13 Mart 2016 Pazar

Kahvenin kokusundan geçenler..

Zamana yetişememek ve buna hayıflanmak gibi bir derdim var bu aralar. Sanki ben ona yetişemedikçe, hayal ettiklerim, yapacağım dediklerim elimden gidiyor. Onların gittiği hissiyatı artınca da hiç hayata geçmeyeceklermiş ve beni mutlu etmeyecekmiş gibi hissettiriyoe, işte sonra da birdenbire geliveriyor ruhuma o u-mutsuzluk hali. Belalı sarmal diyorum. Prensesin sevmediği bir iklim diyorum.

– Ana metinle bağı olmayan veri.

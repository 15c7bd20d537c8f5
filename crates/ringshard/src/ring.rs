// Copyright (c) Microsoft Corporation.
// Licensed under the MIT License.

//! Consistent hash ring with virtual nodes.
//!
//! Every partition is placed on the ring several times (its virtual nodes). A key is owned by
//! the partition of the first virtual node at or after the key's own position, wrapping around
//! past the highest position. Adding or removing a partition therefore only moves the keys in
//! the arcs next to that partition's virtual nodes.

use std::collections::BTreeMap;
use std::fmt;
use std::sync::Arc;

use tracing::{Level, event};

use crate::error::{Error, Result};
use crate::hasher::KeyHasher;
use crate::partition::PartitionId;

/// Number of virtual nodes placed on the ring for every partition.
pub const DEFAULT_REPLICATION_FACTOR: usize = 20;

/// Default bound on the expected imbalance between partitions.
pub const DEFAULT_LOAD: f64 = 1.25;

/// Validated ring parameters.
///
/// The replication factor decides how many virtual nodes each member places on the ring. The
/// load factor is diagnostic only: it never limits which member a key is routed to and is read
/// solely by [`HashRing::average_load`] to report the per-member capacity a balanced ring should
/// stay within.
///
/// # Examples
///
/// ```
/// use ringshard::RingConfig;
///
/// let config = RingConfig::new(40, 1.5)?;
/// assert_eq!(config.replication_factor(), 40);
///
/// assert!(RingConfig::new(0, 1.5).is_err());
/// # Ok::<(), ringshard::Error>(())
/// ```
#[derive(Debug, Clone, Copy, PartialEq)]
pub struct RingConfig {
    replication_factor: usize,
    load: f64,
}

impl RingConfig {
    /// Creates a configuration.
    ///
    /// # Errors
    ///
    /// Returns [`Error::InvalidReplicationFactor`] if `replication_factor` is zero and
    /// [`Error::InvalidLoad`] if `load` is below 1.0 or not finite.
    pub fn new(replication_factor: usize, load: f64) -> Result<Self> {
        if replication_factor == 0 {
            return Err(Error::InvalidReplicationFactor(replication_factor));
        }
        if !load.is_finite() || load < 1.0 {
            return Err(Error::InvalidLoad(load));
        }
        Ok(Self { replication_factor, load })
    }

    /// Returns the number of virtual nodes per partition.
    #[must_use]
    pub const fn replication_factor(&self) -> usize {
        self.replication_factor
    }

    /// Returns the load factor used by [`HashRing::average_load`].
    #[must_use]
    pub const fn load(&self) -> f64 {
        self.load
    }
}

impl Default for RingConfig {
    fn default() -> Self {
        Self {
            replication_factor: DEFAULT_REPLICATION_FACTOR,
            load: DEFAULT_LOAD,
        }
    }
}

/// A consistent hash ring over a fixed set of partitions.
///
/// The ring is built once and never mutated afterwards, so lookups need no synchronization.
///
/// # Examples
///
/// ```
/// use std::sync::Arc;
/// use ringshard::{HashRing, Md5Hasher, PartitionId, RingConfig};
///
/// let members = (0..3).map(PartitionId::from_index).collect();
/// let ring = HashRing::new(members, RingConfig::default(), Arc::new(Md5Hasher));
///
/// let owner = ring.locate_key(b"some key").expect("ring is not empty");
/// assert_eq!(ring.locate_key(b"some key"), Some(owner));
/// ```
pub struct HashRing {
    /// Ring position of every virtual node mapped to the index of its owning member.
    markers: BTreeMap<u64, usize>,
    members: Vec<PartitionId>,
    config: RingConfig,
    hasher: Arc<dyn KeyHasher>,
}

impl HashRing {
    /// Builds a ring placing `config.replication_factor()` virtual nodes for each member.
    ///
    /// Virtual node `i` of member `m` sits at `hasher.hash("m:i")`. If two virtual nodes land on
    /// the same position, the member listed first keeps it.
    ///
    /// An empty member list is valid and yields a ring that routes nothing.
    #[must_use]
    pub fn new(members: Vec<PartitionId>, config: RingConfig, hasher: Arc<dyn KeyHasher>) -> Self {
        let mut markers = BTreeMap::new();
        for (index, member) in members.iter().enumerate() {
            for replica in 0..config.replication_factor {
                let position = hasher.hash(format!("{member}:{replica}").as_bytes());
                markers.entry(position).or_insert(index);
            }
        }

        event!(
            Level::DEBUG,
            members = members.len(),
            virtual_nodes = markers.len(),
            replication_factor = config.replication_factor,
            "hash ring built"
        );

        Self {
            markers,
            members,
            config,
            hasher,
        }
    }

    /// Returns the partition that owns `key`, or `None` if the ring is empty.
    #[must_use]
    pub fn locate_key(&self, key: &[u8]) -> Option<&PartitionId> {
        self.locate_index(key).and_then(|index| self.members.get(index))
    }

    /// Returns the position in [`members`](Self::members) of the partition that owns `key`.
    #[must_use]
    pub fn locate_index(&self, key: &[u8]) -> Option<usize> {
        if self.markers.is_empty() {
            return None;
        }

        let position = self.hasher.hash(key);
        self.markers
            .range(position..)
            .next()
            .or_else(|| self.markers.first_key_value())
            .map(|(_, &index)| index)
    }

    /// Returns the members of the ring in construction order.
    #[must_use]
    pub fn members(&self) -> &[PartitionId] {
        &self.members
    }

    /// Returns the number of members.
    #[must_use]
    pub fn len(&self) -> usize {
        self.members.len()
    }

    /// Returns `true` if the ring has no members.
    #[must_use]
    pub fn is_empty(&self) -> bool {
        self.members.is_empty()
    }

    /// Returns the number of distinct virtual node positions on the ring.
    #[must_use]
    pub fn virtual_node_count(&self) -> usize {
        self.markers.len()
    }

    /// Returns the configuration the ring was built with.
    #[must_use]
    pub const fn config(&self) -> &RingConfig {
        &self.config
    }

    /// Returns the highest number of keys any member is expected to hold out of `total_keys`
    /// when the ring is balanced within its load factor.
    ///
    /// Returns zero for an empty ring.
    #[must_use]
    #[expect(
        clippy::cast_precision_loss,
        clippy::cast_possible_truncation,
        clippy::cast_sign_loss,
        reason = "key counts are far below the range where f64 loses integer precision"
    )]
    pub fn average_load(&self, total_keys: usize) -> usize {
        if self.members.is_empty() {
            return 0;
        }
        let per_member = total_keys as f64 / self.members.len() as f64;
        (per_member * self.config.load).ceil() as usize
    }

    /// Counts how many of `keys` each member owns, indexed like [`members`](Self::members).
    #[must_use]
    pub fn distribution<I>(&self, keys: I) -> Vec<usize>
    where
        I: IntoIterator,
        I::Item: AsRef<[u8]>,
    {
        let mut counts = vec![0; self.members.len()];
        for key in keys {
            if let Some(count) = self.locate_index(key.as_ref()).and_then(|index| counts.get_mut(index)) {
                *count += 1;
            }
        }
        counts
    }
}

impl fmt::Debug for HashRing {
    #[cfg_attr(test, mutants::skip)]
    fn fmt(&self, f: &mut fmt::Formatter<'_>) -> fmt::Result {
        f.debug_struct("HashRing")
            .field("members", &self.members)
            .field("virtual_nodes", &self.markers.len())
            .field("config", &self.config)
            .field("hasher", &self.hasher)
            .finish_non_exhaustive()
    }
}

Alıyorum ben hep kendime notlarımı, seviyorum not almalarımı.
Biliyorum; bu aralar çok ama çok şey biriktiriyorum. Biliyorum bir bir döküleceklerini..


Biliyorum evet; hayalleri olmalı insanın, zaman hiç sona ermeyecekmiş gibi düşünmeli, planlamalı, sonra da gerçekliğine adım atmalı.
Aklını iyi kullanıp biraz çalışkan olmalı.
Üşenmemeli, çok okumalı,en çok da gezmeli. Bilmeli olup biteni, sonra kendi mutluluğunu çizmeli öğrendiklerinden.
En basit , en sade kendini görmeli, en sade halini bilmeli, sonra daha kolay hayalleri ile kendini büyütmesi.
Fazlalıktan arınmalı. Fazla olan herşeyden.

Biliyorum, insanın gücü kuvveti kendinden geliyor, kendinin iyilik halinden, doygun halinden.
O zaman iyiye doymalı insan. Hayatındaki dengesi bu olmalı.

Zamanı ellerimden kaydıranlara not; her yeni doğan güne eksilmeden çoğalarak, şükrüm sonsuz.
Belki vakitli , belki vakitsiz olacak ama bir zamanı var elbet.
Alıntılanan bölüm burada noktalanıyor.